I’m recently interested in Touchscript, so I went to look at the custom LSTMs using Touchscript. In particular, I’m looking at this file. As a result, I have a few questions.
1. I understand that combining the weights of a linear transformation are for speeding up the code. But why compute it separately for inputs and hiddens, as it is here:
` hx, cx = state gates = (torch.mm(input, self.weight_ih.t()) + self.bias_ih + torch.mm(hx, self.weight_hh.t()) + self.bias_hh) ingate, forgetgate, cellgate, outgate = gates.chunk(4, 1)`
Can someone explain the benefit in comparison to first concatenating the tensors and compute together?
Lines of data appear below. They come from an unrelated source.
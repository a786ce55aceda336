use crate::data_models::{PredictionRow, DATETIME_COLUMN, PREDICTION_COLUMN, STATION_COLUMN};
use crate::errors::PipelineError;
use csv::WriterBuilder;
use log::info;
use std::fs;
use std::path::{Path, PathBuf};

fn temp_path_for(path: &Path) -> PathBuf {
    let file_name = path
        .file_name()
        .map(|n| n.to_string_lossy().into_owned())
        .unwrap_or_else(|| "predictions.csv".to_string());
    path.with_file_name(format!(".{}.{}.tmp", file_name, std::process::id()))
}

/// Replace the file at `path` with `rows`.
///
/// Missing parent directories are created. Rows go to a sibling temp file that
/// is then renamed over `path`, so readers see either the previous file or the
/// complete new one. Nothing from a previous run is kept.
pub fn write_predictions(path: &Path, rows: &[PredictionRow]) -> Result<(), PipelineError> {
    if let Some(parent) = path.parent().filter(|p| !p.as_os_str().is_empty()) {
        fs::create_dir_all(parent).map_err(|e| PipelineError::Output {
            path: parent.to_path_buf(),
            source: e,
        })?;
    }

    let tmp_path = temp_path_for(path);
    let result = write_csv(&tmp_path, rows).and_then(|_| {
        fs::rename(&tmp_path, path).map_err(|e| PipelineError::Output {
            path: path.to_path_buf(),
            source: e,
        })
    });
    if result.is_err() {
        let _ = fs::remove_file(&tmp_path);
    }
    result?;

    info!("Wrote {} predictions to {}", rows.len(), path.display());
    Ok(())
}

fn write_csv(path: &Path, rows: &[PredictionRow]) -> Result<(), PipelineError> {
    let output_err = |e| PipelineError::Output {
        path: path.to_path_buf(),
        source: e,
    };
    let encode_err = |e| PipelineError::OutputEncode {
        path: path.to_path_buf(),
        source: e,
    };

    let file = fs::File::create(path).map_err(output_err)?;
    let mut writer = WriterBuilder::new().has_headers(true).from_writer(file);
    for row in rows {
        writer.serialize(row).map_err(encode_err)?;
    }
    if rows.is_empty() {
        // serialize() emits the header with the first row
        writer
            .write_record([STATION_COLUMN, DATETIME_COLUMN, PREDICTION_COLUMN])
            .map_err(encode_err)?;
    }
    let file = writer
        .into_inner()
        .map_err(|e| output_err(e.into_error()))?;
    file.sync_all().map_err(output_err)?;
    Ok(())
}

#[cfg(test)]
mod tests {
    use super::*;
    use crate::parsers::predictions::{read_predictions, PredictionsStatus};
    use chrono::NaiveDate;

    fn scratch_dir(name: &str) -> PathBuf {
        let dir = std::env::temp_dir().join(format!(
            "citibike_forecast_writer_{}_{}",
            name,
            std::process::id()
        ));
        let _ = fs::remove_dir_all(&dir);
        dir
    }

    fn row(station: &str, hour: u32, value: f64) -> PredictionRow {
        PredictionRow {
            station_id: station.to_string(),
            timestamp: NaiveDate::from_ymd_opt(2024, 5, 1)
                .unwrap()
                .and_hms_opt(hour, 0, 0)
                .unwrap(),
            predicted_ride_count: value,
        }
    }

    #[test]
    fn test_creates_directories_and_header() {
        let dir = scratch_dir("header");
        let path = dir.join("nested/predictions/predictions.csv");
        write_predictions(&path, &[row("5329", 7, 12.5)]).unwrap();

        let contents = fs::read_to_string(&path).unwrap();
        assert_eq!(
            contents,
            "start_station_id,datetime,predicted_ride_count\n5329,2024-05-01 07:00:00,12.5\n"
        );
        fs::remove_dir_all(&dir).unwrap();
    }

    #[test]
    fn test_second_write_replaces_first() {
        let dir = scratch_dir("overwrite");
        let path = dir.join("predictions.csv");
        write_predictions(&path, &[row("A", 1, 1.0), row("B", 1, 2.0)]).unwrap();
        write_predictions(&path, &[row("C", 2, 3.0)]).unwrap();

        match read_predictions(&path).unwrap() {
            PredictionsStatus::Available(rows) => assert_eq!(rows, vec![row("C", 2, 3.0)]),
            PredictionsStatus::NotRunYet => panic!("file should exist"),
        }
        let leftovers: Vec<_> = fs::read_dir(&dir)
            .unwrap()
            .filter_map(|e| e.ok())
            .filter(|e| e.file_name().to_string_lossy().ends_with(".tmp"))
            .collect();
        assert!(leftovers.is_empty());
        fs::remove_dir_all(&dir).unwrap();
    }

    #[test]
    fn test_empty_output_still_has_header() {
        let dir = scratch_dir("empty");
        let path = dir.join("predictions.csv");
        write_predictions(&path, &[]).unwrap();
        assert_eq!(
            fs::read_to_string(&path).unwrap(),
            "start_station_id,datetime,predicted_ride_count\n"
        );
        fs::remove_dir_all(&dir).unwrap();
    }
}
**2.**Following the previous question, according to my understanding, the code mentioned above is trying to apply linear transformation separately to inputs and hiddens and add them up at last. However, 2 biases are added together, as:
` gates = (torch.mm(input, self.weight_ih.t()) + self.bias_ih + torch.mm(hx, self.weight_hh.t()) + self.bias_hh)`
I think the 2 biases can be replaced by a single one with the exact same effect, so I want to ask what’s the difference between adding 1 bias and 2 biases.
**3.**If combing several operations can speed up the code, then instead of using: ` ingate, forgetgate, cellgate, outgate = gates.chunk(4, 1)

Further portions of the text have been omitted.